• **Work request**
Whenever a line below mentions the word "ordinary", that line should be copied.

--*--

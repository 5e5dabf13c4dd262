use ahash::HashMap;

use crate::ids::{NodeId, NodeTypeId};

/// A known peer's identity and reachability.
///
/// Per-channel receive windows are not stored here: DataSender and
/// DeliveryHandler each own a logically identical table of peers
/// (populated and kept consistent by the facade), and each attaches its
/// own strand-local state to its copy of the entry. This table is the
/// shared, identity-only projection both strands start from.
#[derive(Debug, Clone, PartialEq, Eq)]
pub struct Node {
    pub name: String,
    pub node_id: NodeId,
    pub node_type_id: NodeTypeId,
    pub unicast_endpoint: String,
    pub multicast_endpoint: Option<String>,
    pub is_system_node: bool,
    pub is_seed: bool,
    pub last_sent_unicast_seq: u64,
}

impl Node {
    #[must_use]
    pub fn new(
        name: impl Into<String>,
        node_id: NodeId,
        node_type_id: NodeTypeId,
        unicast_endpoint: impl Into<String>,
    ) -> Self {
        Self {
            name: name.into(),
            node_id,
            node_type_id,
            unicast_endpoint: unicast_endpoint.into(),
            multicast_endpoint: None,
            is_system_node: false,
            is_seed: false,
            last_sent_unicast_seq: 0,
        }
    }
}

/// `insert`/`erase`/`get`/`iter`/`include` over known peers, keyed by
/// [`NodeId`]. Duplicate insertion is a fatal programmer error: the caller
/// is expected to check `contains` first.
#[derive(Debug, Default)]
pub struct NodeTable {
    nodes: HashMap<NodeId, Node>,
}

impl NodeTable {
    #[must_use]
    pub fn new() -> Self {
        Self::default()
    }

    /// # Panics
    /// Panics if `node.node_id` is already present; duplicate insertion is
    /// a programmer error, not a recoverable condition.
    pub fn insert(&mut self, node: Node) {
        let id = node.node_id;
        let previous = self.nodes.insert(id, node);
        assert!(
            previous.is_none(),
            "duplicate insertion of node {id} into node table"
        );
    }

    pub fn erase(&mut self, id: NodeId) -> Option<Node> {
        self.nodes.remove(&id)
    }

    #[must_use]
    pub fn get(&self, id: NodeId) -> Option<&Node> {
        self.nodes.get(&id)
    }

    pub fn get_mut(&mut self, id: NodeId) -> Option<&mut Node> {
        self.nodes.get_mut(&id)
    }

    #[must_use]
    pub fn contains(&self, id: NodeId) -> bool {
        self.nodes.contains_key(&id)
    }

    pub fn iter(&self) -> impl Iterator<Item = &Node> {
        self.nodes.values()
    }

    pub fn iter_system_nodes(&self) -> impl Iterator<Item = &Node> {
        self.nodes.values().filter(|n| n.is_system_node)
    }

    /// Marks a node as a system node (`includeNode`). No-op if unknown.
    pub fn include(&mut self, id: NodeId) {
        if let Some(node) = self.nodes.get_mut(&id) {
            node.is_system_node = true;
        }
    }

    #[must_use]
    pub fn len(&self) -> usize {
        self.nodes.len()
    }

    #[must_use]
    pub fn is_empty(&self) -> bool {
        self.nodes.is_empty()
    }
}
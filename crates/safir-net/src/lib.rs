//! Datagram I/O (C1) and heartbeat beacons (C7): the only two components
//! that touch an actual socket. Everything else in the fabric deals in
//! `Vec<u8>` and `SocketAddr`.

pub mod heartbeat;
pub mod socket;

pub use heartbeat::HeartbeatSender;
pub use socket::{DatagramSocket, RecvOutcome};
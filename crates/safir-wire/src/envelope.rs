//! The Discoverer's control-data envelope.
//!
//! Wire encoding is the same hand-rolled fixed/length-prefixed little-endian
//! discipline used throughout this crate rather than a schema-compiler
//! format, since no other part of the fabric needs one.

use crate::{require_len, DecodeError};

fn encode_string(buf: &mut Vec<u8>, s: &str) {
    let bytes = s.as_bytes();
    let len = u16::try_from(bytes.len()).expect("address/name strings fit in u16");
    buf.extend_from_slice(&len.to_le_bytes());
    buf.extend_from_slice(bytes);
}

fn decode_string(buf: &[u8], offset: &mut usize) -> Result<String, DecodeError> {
    require_len(buf, *offset + 2)?;
    let len = u16::from_le_bytes(buf[*offset..*offset + 2].try_into().unwrap()) as usize;
    *offset += 2;
    require_len(buf, *offset + len)?;
    let s = std::str::from_utf8(&buf[*offset..*offset + len])
        .map_err(|_| DecodeError::InvalidUtf8)?
        .to_owned();
    *offset += len;
    Ok(s)
}

/// Identity and reachability of one node, as gossiped by the Discoverer.
#[derive(Debug, Clone, PartialEq, Eq)]
pub struct NodeDescriptor {
    pub name: String,
    pub node_id: i64,
    pub node_type_id: i64,
    pub control_address: String,
    pub data_address: String,
}

impl NodeDescriptor {
    fn encode_into(&self, buf: &mut Vec<u8>) {
        encode_string(buf, &self.name);
        buf.extend_from_slice(&self.node_id.to_le_bytes());
        buf.extend_from_slice(&self.node_type_id.to_le_bytes());
        encode_string(buf, &self.control_address);
        encode_string(buf, &self.data_address);
    }

    fn decode_from(buf: &[u8], offset: &mut usize) -> Result<Self, DecodeError> {
        let name = decode_string(buf, offset)?;
        require_len(buf, *offset + 16)?;
        let node_id = i64::from_le_bytes(buf[*offset..*offset + 8].try_into().unwrap());
        *offset += 8;
        let node_type_id = i64::from_le_bytes(buf[*offset..*offset + 8].try_into().unwrap());
        *offset += 8;
        let control_address = decode_string(buf, offset)?;
        let data_address = decode_string(buf, offset)?;
        Ok(Self {
            name,
            node_id,
            node_type_id,
            control_address,
            data_address,
        })
    }

    /// The sentinel descriptor used to advertise a seed address rather than
    /// a concretely known node.
    #[must_use]
    pub fn is_seed_sentinel(&self) -> bool {
        self.node_id == 0 && self.name == "seed"
    }
}

/// `{from, sentToId}`: a unicast probe asking the recipient to identify
/// itself and reply with a [`NodeInfo`].
#[derive(Debug, Clone, PartialEq, Eq)]
pub struct Discover {
    pub from: NodeDescriptor,
    pub sent_to_id: i64,
}

/// A (possibly paginated) reply listing the nodes the sender knows about.
#[derive(Debug, Clone, PartialEq, Eq)]
pub struct NodeInfo {
    pub sent_from_id: i64,
    pub sent_to_id: i64,
    pub sent_from_node: NodeDescriptor,
    pub nodes: Vec<NodeDescriptor>,
    pub number_of_packets: i32,
    pub packet_number: i32,
}

/// The envelope's `oneof`.
#[derive(Debug, Clone, PartialEq, Eq)]
pub enum Envelope {
    Discover(Discover),
    NodeInfo(NodeInfo),
}

const TAG_DISCOVER: u8 = 0;
const TAG_NODE_INFO: u8 = 1;

impl Envelope {
    #[must_use]
    pub fn encode(&self) -> Vec<u8> {
        let mut buf = Vec::new();
        match self {
            Self::Discover(d) => {
                buf.push(TAG_DISCOVER);
                d.from.encode_into(&mut buf);
                buf.extend_from_slice(&d.sent_to_id.to_le_bytes());
            }
            Self::NodeInfo(n) => {
                buf.push(TAG_NODE_INFO);
                buf.extend_from_slice(&n.sent_from_id.to_le_bytes());
                buf.extend_from_slice(&n.sent_to_id.to_le_bytes());
                n.sent_from_node.encode_into(&mut buf);
                let count = u32::try_from(n.nodes.len()).expect("node list fits in u32");
                buf.extend_from_slice(&count.to_le_bytes());
                for node in &n.nodes {
                    node.encode_into(&mut buf);
                }
                buf.extend_from_slice(&n.number_of_packets.to_le_bytes());
                buf.extend_from_slice(&n.packet_number.to_le_bytes());
            }
        }
        buf
    }

    pub fn decode(buf: &[u8]) -> Result<Self, DecodeError> {
        require_len(buf, 1)?;
        let mut offset = 1;
        match buf[0] {
            TAG_DISCOVER => {
                let from = NodeDescriptor::decode_from(buf, &mut offset)?;
                require_len(buf, offset + 8)?;
                let sent_to_id = i64::from_le_bytes(buf[offset..offset + 8].try_into().unwrap());
                Ok(Self::Discover(Discover { from, sent_to_id }))
            }
            TAG_NODE_INFO => {
                require_len(buf, offset + 16)?;
                let sent_from_id = i64::from_le_bytes(buf[offset..offset + 8].try_into().unwrap());
                offset += 8;
                let sent_to_id = i64::from_le_bytes(buf[offset..offset + 8].try_into().unwrap());
                offset += 8;
                let sent_from_node = NodeDescriptor::decode_from(buf, &mut offset)?;
                require_len(buf, offset + 4)?;
                let count =
                    u32::from_le_bytes(buf[offset..offset + 4].try_into().unwrap()) as usize;
                offset += 4;
                let mut nodes = Vec::with_capacity(count);
                for _ in 0..count {
                    nodes.push(NodeDescriptor::decode_from(buf, &mut offset)?);
                }
                require_len(buf, offset + 8)?;
                let number_of_packets =
                    i32::from_le_bytes(buf[offset..offset + 4].try_into().unwrap());
                offset += 4;
                let packet_number =
                    i32::from_le_bytes(buf[offset..offset + 4].try_into().unwrap());
                Ok(Self::NodeInfo(NodeInfo {
                    sent_from_id,
                    sent_to_id,
                    sent_from_node,
                    nodes,
                    number_of_packets,
                    packet_number,
                }))
            }
            value => Err(DecodeError::InvalidDiscriminant {
                name: "Envelope",
                value,
            }),
        }
    }
}

/// Conservative fixed upper bounds used for `NodeInfo` pagination math,
/// sized generously above the variable-length encoding above (short
/// names/addresses in practice).
pub const NODE_INFO_PER_NODE_SIZE: usize = 100;
pub const NODE_INFO_FIXED_SIZE: usize = 130;

#[cfg(test)]
mod tests {
    use super::*;

    fn descriptor(id: i64) -> NodeDescriptor {
        NodeDescriptor {
            name: format!("node-{id}"),
            node_id: id,
            node_type_id: 7,
            control_address: "127.0.0.1:10000".to_owned(),
            data_address: "127.0.0.1:10001".to_owned(),
        }
    }

    #[test]
    fn round_trip_discover() {
        let env = Envelope::Discover(Discover {
            from: descriptor(1),
            sent_to_id: 2,
        });
        assert_eq!(Envelope::decode(&env.encode()).unwrap(), env);
    }

    #[test]
    fn round_trip_node_info_with_pagination() {
        let env = Envelope::NodeInfo(NodeInfo {
            sent_from_id: 1,
            sent_to_id: 2,
            sent_from_node: descriptor(1),
            nodes: vec![descriptor(3), descriptor(4)],
            number_of_packets: 2,
            packet_number: 0,
        });
        assert_eq!(Envelope::decode(&env.encode()).unwrap(), env);
    }

    #[test]
    fn round_trip_empty_node_info() {
        let env = Envelope::NodeInfo(NodeInfo {
            sent_from_id: 5,
            sent_to_id: 6,
            sent_from_node: descriptor(5),
            nodes: vec![],
            number_of_packets: 1,
            packet_number: 0,
        });
        assert_eq!(Envelope::decode(&env.encode()).unwrap(), env);
    }

    #[test]
    fn seed_sentinel_detection() {
        let seed = NodeDescriptor {
            name: "seed".to_owned(),
            node_id: 0,
            node_type_id: 0,
            control_address: "127.0.0.1:10000".to_owned(),
            data_address: String::new(),
        };
        assert!(seed.is_seed_sentinel());
        assert!(!descriptor(1).is_seed_sentinel());
    }
}
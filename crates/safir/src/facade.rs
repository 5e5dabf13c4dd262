//! The `Communication` type: one node's view of the fabric.
//!
//! Dispatches every inbound datagram by `dataType`, as a plain synchronous
//! struct in the style of `safir-transport`'s components: all socket I/O
//! and timer scheduling are the caller's responsibility (via `safir-net`),
//! so this type stays unit-testable without a runtime.

use std::time::Instant;

use ahash::HashMap;
use safir_core::{CommunicationConfig, Node, NodeId, NodeTable, NodeTypeConfig, NodeTypeId, TypeId};
use safir_discovery::{Discoverer, DiscovererConfig, DiscoveryEvent};
use safir_net::HeartbeatSender;
use safir_transport::{
    recv::DeliveredMessage,
    send::{Admission, OutboundDatagram},
    DataSender, DeliveryHandler,
};
use safir_wire::{
    Ack, CommonHeader, DataType, DeliveryGuarantee, Discover, Envelope, MessageHeader, NodeInfo,
};
use tracing::{debug, trace, trace_span};

use crate::error::FacadeError;

/// Per-remote-node-type sending state: each node type may configure a
/// different `retryTimeout`, so acked/unacked senders are kept one pair per
/// type rather than a single global instance.
#[derive(Debug)]
struct TypeSenders {
    acked: DataSender,
    unacked: DataSender,
}

/// Application-visible outcome of dispatching one inbound datagram or one
/// timer tick.
#[derive(Debug, Clone, PartialEq, Eq)]
pub enum FacadeEvent {
    GotReceiveFrom(NodeId),
    NewNode(safir_wire::NodeDescriptor),
    NodeExcluded(NodeId),
    Delivered(DeliveredMessage),
    SendAck { to: NodeId, ack: Ack },
    SendControlData { to: NodeId, envelope: Envelope },
}

impl From<DiscoveryEvent> for FacadeEvent {
    fn from(event: DiscoveryEvent) -> Self {
        match event {
            DiscoveryEvent::NewNode(descriptor) => Self::NewNode(descriptor),
            DiscoveryEvent::NodeExcluded(id) => Self::NodeExcluded(id),
        }
    }
}

/// Everything a [`Communication::tick`] call produced: datagrams the
/// caller must actually write to a socket, plus higher-level events for the
/// application's registered callbacks.
#[derive(Debug, Default)]
pub struct OutboundBatch {
    pub datagrams: Vec<OutboundDatagram>,
    pub heartbeats: Vec<(NodeTypeId, CommonHeader)>,
    pub discovers: Vec<(String, Discover)>,
    pub events: Vec<FacadeEvent>,
}

/// One node's full view of the fabric: identity, known peers, the
/// reliable/unacked send and receive engines, the gossip discoverer, and
/// per-node-type heartbeat timers.
#[derive(Debug)]
pub struct Communication {
    my_id: NodeId,
    my_node_type: NodeTypeId,
    config: CommunicationConfig,
    nodes: NodeTable,
    delivery: DeliveryHandler,
    discoverer: Discoverer,
    senders: HashMap<NodeTypeId, TypeSenders>,
    heartbeats: HashMap<NodeTypeId, HeartbeatSender>,
}

impl Communication {
    /// Validates `my_id != 0` (zero is reserved for broadcast) per the
    /// fabric's construction-time configuration error.
    pub fn new(
        my_id: NodeId,
        my_descriptor: safir_wire::NodeDescriptor,
        my_node_type: NodeTypeId,
        my_type_config: &NodeTypeConfig,
        config: CommunicationConfig,
    ) -> Result<Self, FacadeError> {
        if my_id.is_broadcast() {
            return Err(FacadeError::Config(safir_core::ConfigError::ZeroNodeId));
        }
        let discoverer_config = DiscovererConfig {
            is_light_node: my_type_config.is_light_node,
            light_node_types: ahash::HashSet::default(),
            light_nodes_exclude_time_limit: config.light_nodes_exclude_time_limit,
            fragment_size: config.fragment_size,
        };
        let mut communication = Self {
            my_id,
            my_node_type,
            delivery: DeliveryHandler::new(my_id, config.sliding_window_size),
            discoverer: Discoverer::new(my_descriptor, my_node_type, discoverer_config),
            nodes: NodeTable::new(),
            senders: HashMap::default(),
            heartbeats: HashMap::default(),
            config,
        };
        communication.register_peer_type(my_node_type, my_type_config);
        Ok(communication)
    }

    /// Registers (or re-registers) the per-node-type settings governing
    /// how this node talks to peers of `type_id`: retry timing, heartbeat
    /// cadence, and whether that type is a lightNode class (which the
    /// discoverer must never pair with another lightNode class).
    pub fn register_peer_type(&mut self, type_id: NodeTypeId, type_config: &NodeTypeConfig) {
        if type_config.is_light_node {
            self.discoverer.config_mut().light_node_types.insert(type_id);
        }
        self.senders.insert(
            type_id,
            TypeSenders {
                acked: DataSender::new(
                    self.my_id,
                    type_id,
                    DeliveryGuarantee::Acked,
                    self.config.fragment_size,
                    self.config.send_queue_size,
                    self.config.sliding_window_size,
                    type_config.retry_timeout,
                    type_config.use_multicast,
                ),
                unacked: DataSender::new(
                    self.my_id,
                    type_id,
                    DeliveryGuarantee::Unacked,
                    self.config.fragment_size,
                    self.config.send_queue_size,
                    self.config.sliding_window_size,
                    type_config.retry_timeout,
                    type_config.use_multicast,
                ),
            },
        );
        self.heartbeats
            .insert(type_id, HeartbeatSender::new(self.my_id, type_config.heartbeat_interval));
    }

    #[must_use]
    pub fn my_id(&self) -> NodeId {
        self.my_id
    }

    /// `AddNode`: registers a peer's identity. The caller must have called
    /// `register_peer_type` for `node.node_type_id` first (via discovery or
    /// explicit static configuration) or sends to it will fail to route.
    pub fn add_node(&mut self, node: Node) {
        if !self.nodes.contains(node.node_id) {
            self.nodes.insert(node);
        }
    }

    pub fn include_node(&mut self, id: NodeId) {
        self.nodes.include(id);
    }

    /// `ExcludeNode`: drops the peer from the node table and every sender's
    /// receiver bookkeeping, then routes to the discoverer's exclusion
    /// branches (permanent for ordinary peers, time-limited for lightNode
    /// peers excluding others, none at all when an ordinary node excludes a
    /// lightNode).
    pub fn exclude_node(&mut self, now: Instant, id: NodeId) -> Vec<FacadeEvent> {
        let target_type = self.nodes.get(id).map(|n| n.node_type_id).unwrap_or(self.my_node_type);
        self.nodes.erase(id);
        if let Some(senders) = self.senders.get_mut(&target_type) {
            senders.acked.remove_node(id);
            senders.unacked.remove_node(id);
        }
        self.discoverer
            .exclude_node(now, id, target_type)
            .into_iter()
            .map(FacadeEvent::from)
            .collect()
    }

    pub fn inject_seeds(&mut self, addresses: impl IntoIterator<Item = String>) {
        for address in addresses {
            self.discoverer.inject_seed(address);
        }
    }

    /// `SendToNode`.
    pub fn send(
        &mut self,
        to: NodeId,
        data_type: TypeId,
        guarantee: DeliveryGuarantee,
        payload: &[u8],
    ) -> Result<Admission, FacadeError> {
        let node_type = self
            .nodes
            .get(to)
            .map(|n| n.node_type_id)
            .ok_or(FacadeError::UnknownNode(to))?;
        let senders = self
            .senders
            .get_mut(&node_type)
            .ok_or(FacadeError::UnknownNodeType(node_type))?;
        let sender = match guarantee {
            DeliveryGuarantee::Acked => &mut senders.acked,
            DeliveryGuarantee::Unacked => &mut senders.unacked,
        };
        Ok(sender.add_to_send_queue(to, payload, data_type.0))
    }

    /// `SendToNodeType`: broadcasts to every current system node of
    /// `node_type`.
    pub fn send_to_node_type(
        &mut self,
        node_type: NodeTypeId,
        data_type: TypeId,
        guarantee: DeliveryGuarantee,
        payload: &[u8],
    ) -> Result<Admission, FacadeError> {
        let senders = self
            .senders
            .get_mut(&node_type)
            .ok_or(FacadeError::UnknownNodeType(node_type))?;
        let sender = match guarantee {
            DeliveryGuarantee::Acked => &mut senders.acked,
            DeliveryGuarantee::Unacked => &mut senders.unacked,
        };
        Ok(sender.add_to_send_queue(NodeId::BROADCAST, payload, data_type.0))
    }

    #[must_use]
    pub fn number_of_undelivered_messages(&self) -> usize {
        self.delivery.number_of_undelivered_messages()
    }

    pub fn mark_consumed(&mut self, count: usize) {
        self.delivery.mark_consumed(count);
    }

    /// Decodes one inbound datagram and dispatches it by `dataType`:
    /// discards self-originated traffic, routes heartbeats to liveness,
    /// acks to the matching sender, control data to the discoverer, and
    /// everything else to the delivery handler.
    pub fn handle_datagram(&mut self, bytes: &[u8]) -> Result<Vec<FacadeEvent>, FacadeError> {
        let span = trace_span!("handle_datagram");
        let _span = span.enter();

        let common = CommonHeader::decode(bytes)?;
        if common.sender_id == self.my_id.0 {
            return Ok(Vec::new());
        }
        let sender = NodeId(common.sender_id);
        let mut events = Vec::new();

        match common.kind() {
            DataType::Heartbeat => {
                if let Some(node) = self.nodes.get(sender) {
                    if node.is_system_node {
                        events.push(FacadeEvent::GotReceiveFrom(sender));
                    }
                }
            }
            DataType::Ack => {
                let ack = Ack::decode(bytes, self.config.sliding_window_size)?;
                let node_type = self.nodes.get(sender).map(|n| n.node_type_id);
                if let Some(node_type) = node_type {
                    if let Some(senders) = self.senders.get_mut(&node_type) {
                        senders
                            .acked
                            .handle_ack(sender, ack.send_method, ack.sequence_number, &ack.missing);
                    }
                }
            }
            DataType::ControlData => {
                let envelope = Envelope::decode(&bytes[CommonHeader::ENCODE_LEN..])?;
                events.extend(self.handle_control_data(sender, envelope)?);
            }
            DataType::Welcome | DataType::Application(_) => {
                let header = MessageHeader::decode(bytes)?;
                let payload = &bytes[MessageHeader::ENCODE_LEN..];
                let outcome = self.delivery.receive(sender, &header, payload)?;
                if outcome.ack_now {
                    let ack = self.delivery.build_ack(sender, header.send_method);
                    events.push(FacadeEvent::SendAck { to: sender, ack });
                }
                events.extend(outcome.delivered.into_iter().map(FacadeEvent::Delivered));
            }
        }
        Ok(events)
    }

    fn handle_control_data(&mut self, sender: NodeId, envelope: Envelope) -> Result<Vec<FacadeEvent>, FacadeError> {
        match envelope {
            Envelope::Discover(discover) => {
                let sender_address = self
                    .nodes
                    .get(sender)
                    .map(|n| n.unicast_endpoint.clone())
                    .unwrap_or_default();
                let (discovered, pages) = self.discoverer.handle_discover(&sender_address, &discover)?;
                let mut events = self.fold_discovery_events(discovered);
                events.extend(pages.into_iter().map(|page: NodeInfo| FacadeEvent::SendControlData {
                    to: sender,
                    envelope: Envelope::NodeInfo(page),
                }));
                Ok(events)
            }
            Envelope::NodeInfo(info) => {
                let discovered = self.discoverer.handle_node_info(&info)?;
                Ok(self.fold_discovery_events(discovered))
            }
        }
    }

    /// Registers every newly-discovered node in the node table and converts
    /// each [`DiscoveryEvent`] into its [`FacadeEvent`] counterpart.
    fn fold_discovery_events(&mut self, discovered: Vec<DiscoveryEvent>) -> Vec<FacadeEvent> {
        let mut events = Vec::with_capacity(discovered.len());
        for event in discovered {
            if let DiscoveryEvent::NewNode(descriptor) = &event {
                let mut node = Node::new(
                    descriptor.name.clone(),
                    NodeId(descriptor.node_id),
                    NodeTypeId(descriptor.node_type_id),
                    descriptor.control_address.clone(),
                );
                node.multicast_endpoint = if descriptor.data_address.is_empty() {
                    None
                } else {
                    Some(descriptor.data_address.clone())
                };
                self.add_node(node);
                debug!(peer = descriptor.node_id, "discovered new node");
            }
            events.push(FacadeEvent::from(event));
        }
        events
    }

    /// Drives every timer-driven component: flushes each sender's queue,
    /// retransmits timed-out acked messages, fires due heartbeats, and
    /// advances the discoverer's gossip timer.
    pub fn tick(&mut self, now: Instant) -> OutboundBatch {
        let mut batch = OutboundBatch::default();
        for senders in self.senders.values_mut() {
            batch.datagrams.extend(senders.acked.handle_send_queue(now, &mut self.nodes));
            batch.datagrams.extend(senders.unacked.handle_send_queue(now, &mut self.nodes));
            let (retransmitted, notified) = senders.acked.retransmit_unacked(now);
            for peer in notified {
                trace!(peer = peer.0, "retransmit notification");
            }
            batch.datagrams.extend(retransmitted);
        }
        for (type_id, heartbeat) in &mut self.heartbeats {
            if heartbeat.due(now) {
                batch.heartbeats.push((*type_id, heartbeat.fire(now)));
            }
        }
        let (discovery_events, discovers) = self.discoverer.tick(now);
        batch.events.extend(discovery_events.into_iter().map(FacadeEvent::from));
        batch.discovers = discovers;
        batch
    }
}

--*--

• **Expected output**
    /// branches (permanent for ordinary peers, time-limited for lightNode
    /// peers excluding others, none at all when an ordinary node excludes a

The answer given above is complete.